- _Saved entries_
---+---

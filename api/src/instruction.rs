use borsh::{BorshDeserialize, BorshSerialize};

use crate::consts::DISCRIMINATOR_LEN;

/// Instructions of the button program.
#[derive(Clone, Copy, Debug, PartialEq, Eq)]
pub enum ButtonInstruction {
    InitializeGlobalState,
    CreateNewGame,
    ClickButton,
    ClaimReward,
    VerifyGameState,
}

impl ButtonInstruction {
    pub const ALL: [Self; 5] = [
        Self::InitializeGlobalState,
        Self::CreateNewGame,
        Self::ClickButton,
        Self::ClaimReward,
        Self::VerifyGameState,
    ];

    /// `sha256("global:<name>")[..8]`.
    pub const fn discriminator(&self) -> [u8; 8] {
        match self {
            Self::InitializeGlobalState => [232, 254, 209, 244, 123, 89, 154, 207],
            Self::CreateNewGame => [125, 123, 146, 199, 15, 252, 11, 68],
            Self::ClickButton => [50, 74, 85, 148, 119, 56, 246, 125],
            Self::ClaimReward => [149, 95, 181, 242, 94, 90, 158, 162],
            Self::VerifyGameState => [246, 86, 135, 195, 12, 39, 128, 55],
        }
    }

    pub const fn name(&self) -> &'static str {
        match self {
            Self::InitializeGlobalState => "initialize_global_state",
            Self::CreateNewGame => "create_new_game",
            Self::ClickButton => "click_button",
            Self::ClaimReward => "claim_reward",
            Self::VerifyGameState => "verify_game_state",
        }
    }

    pub fn from_data(data: &[u8]) -> Option<Self> {
        let discriminator = data.get(..DISCRIMINATOR_LEN)?;
        Self::ALL
            .into_iter()
            .find(|ix| ix.discriminator() == discriminator)
    }
}

#[derive(Clone, Copy, Debug, PartialEq, Eq, BorshSerialize, BorshDeserialize)]
pub struct CreateNewGame {
    /// Lamports each click deposits into the vault.
    pub deposit_amount: u64,
    /// Countdown length in seconds.
    pub game_time_sec: i64,
}

#[derive(Clone, Copy, Debug, PartialEq, Eq, BorshSerialize, BorshDeserialize)]
pub struct ClickButton {
    /// Must equal the vault's deposit amount.
    pub amount: u64,
}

---+---

- _Problem_
The records above are to be output in full and without error.

- _Answer to this task_
filename api/src/instruction.rs
use borsh::{BorshDeserialize, BorshSerialize};

use crate::consts::DISCRIMINATOR_LEN;

/// Instructions of the button program.
#[derive(Clone, Copy, Debug, PartialEq, Eq)]
pub enum ButtonInstruction {
    InitializeGlobalState,
    CreateNewGame,
    ClickButton,
    ClaimReward,
    VerifyGameState,
}

impl ButtonInstruction {
    pub const ALL: [Self; 5] = [
        Self::InitializeGlobalState,
        Self::CreateNewGame,
        Self::ClickButton,
        Self::ClaimReward,
        Self::VerifyGameState,
    ];

    /// `sha256("global:<name>")[..8]`.
    pub const fn discriminator(&self) -> [u8; 8] {
        match self {
            Self::InitializeGlobalState => [232, 254, 209, 244, 123, 89, 154, 207],
            Self::CreateNewGame => [125, 123, 146, 199, 15, 252, 11, 68],
            Self::ClickButton => [50, 74, 85, 148, 119, 56, 246, 125],
            Self::ClaimReward => [149, 95, 181, 242, 94, 90, 158, 162],
            Self::VerifyGameState => [246, 86, 135, 195, 12, 39, 128, 55],
        }
    }

    pub const fn name(&self) -> &'static str {
        match self {
            Self::InitializeGlobalState => "initialize_global_state",
            Self::CreateNewGame => "create_new_game",
            Self::ClickButton => "click_button",
            Self::ClaimReward => "claim_reward",
            Self::VerifyGameState => "verify_game_state",
        }
    }

    pub fn from_data(data: &[u8]) -> Option<Self> {
        let discriminator = data.get(..DISCRIMINATOR_LEN)?;
        Self::ALL
            .into_iter()
            .find(|ix| ix.discriminator() == discriminator)
    }
}

#[derive(Clone, Copy, Debug, PartialEq, Eq, BorshSerialize, BorshDeserialize)]
pub struct CreateNewGame {
    /// Lamports each click deposits into the vault.
    pub deposit_amount: u64,
    /// Countdown length in seconds.
    pub game_time_sec: i64,
}

#[derive(Clone, Copy, Debug, PartialEq, Eq, BorshSerialize, BorshDeserialize)]
pub struct ClickButton {
    /// Must equal the vault's deposit amount.
    pub amount: u64,
}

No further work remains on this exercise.